▸ **Task details**
All of the data below should be returned exactly.

Saved entries
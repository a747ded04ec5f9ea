use std::collections::BTreeMap;

use cs_exchange::{ExchangePayload, FieldValue};
use cs_results::*;

fn manifest(run_id: &str, timestamp: &str, status: RunStatus) -> RunManifest {
    RunManifest {
        run_id: run_id.to_string(),
        name: "rooms".to_string(),
        timestamp: timestamp.to_string(),
        run_tag: "3f2a9c1d".to_string(),
        status,
        failure: match status {
            RunStatus::Aborted => Some("ReportParseError: token 'outlet' missing".to_string()),
            RunStatus::Finished => None,
        },
        t_end_s: 10.0,
        dt_s: 1.0,
        t_final_s: 10.0,
        steps: 10,
        events: 0,
        exchanges: 3,
        driver_version: "0.1.0".to_string(),
    }
}

#[test]
fn save_and_load_run() {
    let temp_dir = std::env::temp_dir().join("cs_results_test_roundtrip");
    let _ = std::fs::remove_dir_all(&temp_dir);
    let store = RunStore::for_work_root(&temp_dir).unwrap();
    assert!(store.root_dir().ends_with(".cosim/runs"));

    let m = manifest("run_a", "2026-10-19T08:00:00Z", RunStatus::Finished);
    let records = vec![
        TimeseriesRecord {
            time_s: 1.0,
            values: BTreeMap::from([("room.T".to_string(), 293.4)]),
        },
        TimeseriesRecord {
            time_s: 2.0,
            values: BTreeMap::from([("room.T".to_string(), 293.9)]),
        },
    ];
    store.save_run(&m, &records).unwrap();

    assert!(store.has_run("run_a"));
    assert_eq!(store.load_manifest("run_a").unwrap(), m);
    assert_eq!(store.load_timeseries("run_a").unwrap(), records);

    store.delete_run("run_a").unwrap();
    assert!(!store.has_run("run_a"));
    assert!(matches!(
        store.load_manifest("run_a"),
        Err(ResultsError::RunNotFound { .. })
    ));

    let _ = std::fs::remove_dir_all(&temp_dir);
}

#[test]
fn list_runs_newest_first() {
    let temp_dir = std::env::temp_dir().join("cs_results_test_list");
    let _ = std::fs::remove_dir_all(&temp_dir);
    let store = RunStore::new(temp_dir.clone()).unwrap();

    store
        .save_run(&manifest("old", "2026-10-18T08:00:00Z", RunStatus::Finished), &[])
        .unwrap();
    store
        .save_run(&manifest("new", "2026-10-19T08:00:00Z", RunStatus::Aborted), &[])
        .unwrap();

    let runs = store.list_runs().unwrap();
    let ids: Vec<&str> = runs.iter().map(|r| r.run_id.as_str()).collect();
    assert_eq!(ids, vec!["new", "old"]);
    assert!(runs[0].failure.as_deref().unwrap().starts_with("ReportParseError"));

    let _ = std::fs::remove_dir_all(&temp_dir);
}

#[test]
fn recorder_keeps_flushed_rows_on_disk() {
    let dir = std::env::temp_dir().join("cs_results_test_recorder");
    let _ = std::fs::remove_dir_all(&dir);

    let mut rec = ResultRecorder::new(
        vec!["room.T".to_string()],
        vec![SeriesSpec {
            report: "RoomT".to_string(),
            boundary: None,
            file: "TV_general.csv".to_string(),
            column: "TValue".to_string(),
        }],
    )
    .with_output_dir(&dir);

    rec.record_sample(1.0, &[293.2]).unwrap();
    rec.record_exchange(
        1.0,
        ExchangePayload::new(),
        ExchangePayload::new(),
        &[("RoomT".to_string(), FieldValue::Scalar(293.25))],
    );
    rec.flush_series().unwrap();

    let path = dir.join("TV_general.csv");
    assert_eq!(csv::read_indexed_series(&path).unwrap(), vec![293.25]);

    rec.record_sample(2.0, &[293.6]).unwrap();
    rec.finish().unwrap();
    assert!(dir.join(recorder::TRAJECTORY_FILE).exists());
    assert!(dir.join(recorder::PLOT_FILE).exists());

    let _ = std::fs::remove_dir_all(&dir);
}
use cs_sim::DriverProgress;

#[derive(Debug, Clone, Copy, PartialEq, Eq)]
pub enum RunStage {
    LoadingConfig,
    PreparingWorkspace,
    LoadingModel,
    ConnectingSolver,
    ReadingCase,
    Simulating,
    ExportingCheckpoint,
    SavingResults,
    Completed,
}

impl RunStage {
    pub fn label(&self) -> &'static str {
        match self {
            RunStage::LoadingConfig => "Loading config",
            RunStage::PreparingWorkspace => "Preparing workspace",
            RunStage::LoadingModel => "Loading model",
            RunStage::ConnectingSolver => "Connecting field solver",
            RunStage::ReadingCase => "Reading case",
            RunStage::Simulating => "Simulating",
            RunStage::ExportingCheckpoint => "Exporting checkpoint",
            RunStage::SavingResults => "Saving results",
            RunStage::Completed => "Completed",
        }
    }
}

#[derive(Debug, Clone)]
pub struct RunProgressEvent {
    pub stage: RunStage,
    pub elapsed_wall_s: f64,
    pub message: Option<String>,
    pub driver: Option<DriverProgress>,
}

impl RunProgressEvent {
    pub fn stage(stage: RunStage, elapsed_wall_s: f64, message: Option<String>) -> Self {
        Self {
            stage,
            elapsed_wall_s,
            message,
            driver: None,
        }
    }
}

▸ **Task answer**
repository a747ded04ec5f9ea
use std::collections::BTreeMap;

use cs_exchange::{ExchangePayload, FieldValue};
use cs_results::*;

fn manifest(run_id: &str, timestamp: &str, status: RunStatus) -> RunManifest {
    RunManifest {
        run_id: run_id.to_string(),
        name: "rooms".to_string(),
        timestamp: timestamp.to_string(),
        run_tag: "3f2a9c1d".to_string(),
        status,
        failure: match status {
            RunStatus::Aborted => Some("ReportParseError: token 'outlet' missing".to_string()),
            RunStatus::Finished => None,
        },
        t_end_s: 10.0,
        dt_s: 1.0,
        t_final_s: 10.0,
        steps: 10,
        events: 0,
        exchanges: 3,
        driver_version: "0.1.0".to_string(),
    }
}

#[test]
fn save_and_load_run() {
    let temp_dir = std::env::temp_dir().join("cs_results_test_roundtrip");
    let _ = std::fs::remove_dir_all(&temp_dir);
    let store = RunStore::for_work_root(&temp_dir).unwrap();
    assert!(store.root_dir().ends_with(".cosim/runs"));

    let m = manifest("run_a", "2026-10-19T08:00:00Z", RunStatus::Finished);
    let records = vec![
        TimeseriesRecord {
            time_s: 1.0,
            values: BTreeMap::from([("room.T".to_string(), 293.4)]),
        },
        TimeseriesRecord {
            time_s: 2.0,
            values: BTreeMap::from([("room.T".to_string(), 293.9)]),
        },
    ];
    store.save_run(&m, &records).unwrap();

    assert!(store.has_run("run_a"));
    assert_eq!(store.load_manifest("run_a").unwrap(), m);
    assert_eq!(store.load_timeseries("run_a").unwrap(), records);

    store.delete_run("run_a").unwrap();
    assert!(!store.has_run("run_a"));
    assert!(matches!(
        store.load_manifest("run_a"),
        Err(ResultsError::RunNotFound { .. })
    ));

    let _ = std::fs::remove_dir_all(&temp_dir);
}

#[test]
fn list_runs_newest_first() {
    let temp_dir = std::env::temp_dir().join("cs_results_test_list");
    let _ = std::fs::remove_dir_all(&temp_dir);
    let store = RunStore::new(temp_dir.clone()).unwrap();

    store
        .save_run(&manifest("old", "2026-10-18T08:00:00Z", RunStatus::Finished), &[])
        .unwrap();
    store
        .save_run(&manifest("new", "2026-10-19T08:00:00Z", RunStatus::Aborted), &[])
        .unwrap();

    let runs = store.list_runs().unwrap();
    let ids: Vec<&str> = runs.iter().map(|r| r.run_id.as_str()).collect();
    assert_eq!(ids, vec!["new", "old"]);
    assert!(runs[0].failure.as_deref().unwrap().starts_with("ReportParseError"));

    let _ = std::fs::remove_dir_all(&temp_dir);
}

#[test]
fn recorder_keeps_flushed_rows_on_disk() {
    let dir = std::env::temp_dir().join("cs_results_test_recorder");
    let _ = std::fs::remove_dir_all(&dir);

    let mut rec = ResultRecorder::new(
        vec!["room.T".to_string()],
        vec![SeriesSpec {
            report: "RoomT".to_string(),
            boundary: None,
            file: "TV_general.csv".to_string(),
            column: "TValue".to_string(),
        }],
    )
    .with_output_dir(&dir);

    rec.record_sample(1.0, &[293.2]).unwrap();
    rec.record_exchange(
        1.0,
        ExchangePayload::new(),
        ExchangePayload::new(),
        &[("RoomT".to_string(), FieldValue::Scalar(293.25))],
    );
    rec.flush_series().unwrap();

    let path = dir.join("TV_general.csv");
    assert_eq!(csv::read_indexed_series(&path).unwrap(), vec![293.25]);

    rec.record_sample(2.0, &[293.6]).unwrap();
    rec.finish().unwrap();
    assert!(dir.join(recorder::TRAJECTORY_FILE).exists());
    assert!(dir.join(recorder::PLOT_FILE).exists());

    let _ = std::fs::remove_dir_all(&dir);
}
use cs_sim::DriverProgress;

#[derive(Debug, Clone, Copy, PartialEq, Eq)]
pub enum RunStage {
    LoadingConfig,
    PreparingWorkspace,
    LoadingModel,
    ConnectingSolver,
    ReadingCase,
    Simulating,
    ExportingCheckpoint,
    SavingResults,
    Completed,
}

impl RunStage {
    pub fn label(&self) -> &'static str {
        match self {
            RunStage::LoadingConfig => "Loading config",
            RunStage::PreparingWorkspace => "Preparing workspace",
            RunStage::LoadingModel => "Loading model",
            RunStage::ConnectingSolver => "Connecting field solver",
            RunStage::ReadingCase => "Reading case",
            RunStage::Simulating => "Simulating",
            RunStage::ExportingCheckpoint => "Exporting checkpoint",
            RunStage::SavingResults => "Saving results",
            RunStage::Completed => "Completed",
        }
    }
}

#[derive(Debug, Clone)]
pub struct RunProgressEvent {
    pub stage: RunStage,
    pub elapsed_wall_s: f64,
    pub message: Option<String>,
    pub driver: Option<DriverProgress>,
}

impl RunProgressEvent {
    pub fn stage(stage: RunStage, elapsed_wall_s: f64, message: Option<String>) -> Self {
        Self {
            stage,
            elapsed_wall_s,
            message,
            driver: None,
        }
    }
}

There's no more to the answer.